Prime contractors for the work include AT&T, Booz Allen Hamilton, Deloitte Consulting LLP, Ericsson, Federated Wireless, GBL System Corp., General Dynamics Mission Systems, GE Research, Key Bridge Wireless LLC, KPMG, Nokia, Oceus Networks, Scientific Research Corporation, Shared Spectrum Company and Vectrus Mission Solutions Corp.

Work on the testbeds will last approximately three years, with the first year dedicated to set up. Full-scale experimentation will happen by year two, officials said.

The effort, which DOD calls Tranche 1 of its larger 5G initiative, also benefits industry partners who have more latitude for experimentation on military installations, according to acting Under Secretary of Defense for Research and Engineering Michael Kratsios.

"Outside of the department, in order for private sector companies to test the capabilities and functionality of 5G communications, they face an onerous process — negotiating agreements with state and local officials, attaining pole permits, funding the construction of antennas, and the list goes on," Kratsios said. "At the DOD, we already have the personnel, operational capacity, facilities, scale and regulatory green light to get the job done.”

“Moving forward, the department will continue to focus on large-scale experimentation prototyping of dual-use 5G technology for military and commercial purposes.  These sandboxing activities at military bases harness the department's unique authorities to pursue bold innovations and game changing technologies,” Kratsios said.

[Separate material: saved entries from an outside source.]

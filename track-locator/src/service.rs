//! Location hint service.
//!
//! Ties a loaded network and the user's settings together and answers
//! "what hint should be shown for a locomotive here?".

use std::path::Path;

use serde::Deserialize;
use tracing::{debug, warn};

use crate::domain::WorldPoint;
use crate::hint::{LocoPosition, location_hint};
use crate::locator::{LocateError, NamedTrackSearch};
use crate::network::{LoadedNetwork, RailGraph};
use crate::settings::Settings;

/// Errors from producing a hint.
#[derive(Debug, thiserror::Error)]
pub enum HintError {
    /// Reading the query file failed
    #[error("I/O error: {0}")]
    Io(#[from] std::io::Error),

    /// Query file is not valid JSON
    #[error("JSON parse error: {0}")]
    Json(#[from] serde_json::Error),

    /// The query names a track not in the network
    #[error("unknown track: {0}")]
    UnknownTrack(String),

    /// The search rejected its inputs
    #[error(transparent)]
    Locate(#[from] LocateError),
}

/// Where the locomotive is, as exported by the game.
#[derive(Debug, Clone, PartialEq, Deserialize)]
pub struct LocoQuery {
    /// Full id of the track under the front bogie.
    pub track: String,

    /// Position along that track (metres from its start).
    pub position: f64,

    /// World-space position of the locomotive as `[x, y, z]`.
    pub world_position: WorldPoint,

    #[serde(default)]
    pub derailed: bool,
}

impl LocoQuery {
    /// Read a query from a JSON file.
    pub fn load(path: impl AsRef<Path>) -> Result<Self, HintError> {
        let text = std::fs::read_to_string(path)?;
        Ok(serde_json::from_str(&text)?)
    }
}

/// Produces location hints against one network.
pub struct LocationHintService {
    loaded: LoadedNetwork,
    settings: Settings,
}

impl LocationHintService {
    pub fn new(loaded: LoadedNetwork, settings: Settings) -> Self {
        Self { loaded, settings }
    }

    /// Build the hint text for a locomotive.
    ///
    /// A derailed locomotive gets no search. When the search finds nothing
    /// the hint falls back to the current track alone.
    pub fn hint(&self, query: &LocoQuery) -> Result<String, HintError> {
        let network = &self.loaded.network;
        let stations = &self.loaded.stations;
        let style = self.settings.id_style();

        let track = network
            .find(&query.track)
            .ok_or_else(|| HintError::UnknownTrack(query.track.clone()))?;
        let loco = LocoPosition {
            track,
            position: query.position,
            world: query.world_position,
            derailed: query.derailed,
        };

        if loco.derailed {
            return Ok(location_hint(network, &loco, None, stations, style));
        }

        let config = self.settings.search_config();
        let search = NamedTrackSearch::new(&config, stations, self.settings.yard_classifier());
        let result = search.search(network, track, query.position, query.world_position)?;

        match result.found() {
            Some(found) => debug!(
                track = %query.track,
                found = ?network.track(found.track).map(|t| t.id.to_string()),
                pass = ?result.pass,
                "Resolved nearest named track"
            ),
            None => warn!(
                track = %query.track,
                iterations = result.total_iterations,
                "No yard tracks found within search radius"
            ),
        }

        Ok(location_hint(
            network,
            &loco,
            Some(&result.outcome),
            stations,
            style,
        ))
    }
}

In June, DOD announced a second tranche of seven 5G test sites that will also explore augmented reality, wireless connectivity and spectrum sharing. A request for proposals for those testbeds is expected to be released soon.

DOD’s work on 5G has raised eyebrows among some who think the department is planning to build its own 5G network. In a Sept. 18 request for information asking for partners to help it explore different ways to facilitate spectrum sharing between government and commercial entities, DOD also asked for input about owning and operating a 5G network.

House Energy and Commerce Committee Chairman Rep. Frank Pallone, Jr. (D-N.J.) and Communications and Technology Subcommittee Chairman Rep. Mike Doyle (D-Pa.) launched an inquiry into DOD’s apparent moves to own and operate a national 5G network and lease federal spectrum for commercial purposes. 

In an Oct. 9 letter to the National Telecommunications and Information Administration, lawmakers pointed out that under the NTIA Organization Act, the NTIA is responsible for managing federal spectrum uses and that DOD “is attempting to usurp the NTIA’s authority. ” In their letter to the Government Accountability Office, the pair requested a legal analysis of DOD’s attempt to build a commercial 5G network or lease government spectrum to commercial entities without the express permission of Congress.

Meanwhile, the Defense Advanced Research Projects Agency awarded two contracts for research under its Open, Programmable, Secure 5G broad agency announcement.  The OPS-5G program will address the risk of cyberespionage and cyberwarfare on 5G networks designed to support critical infrastructure and mobile communications. It is based on a portable, open-source, standards-compliant network stack, enabling secure 5G and subsequent mobile networks such as 6G.

This article first appeared on GCN, a Defense Systems partner site.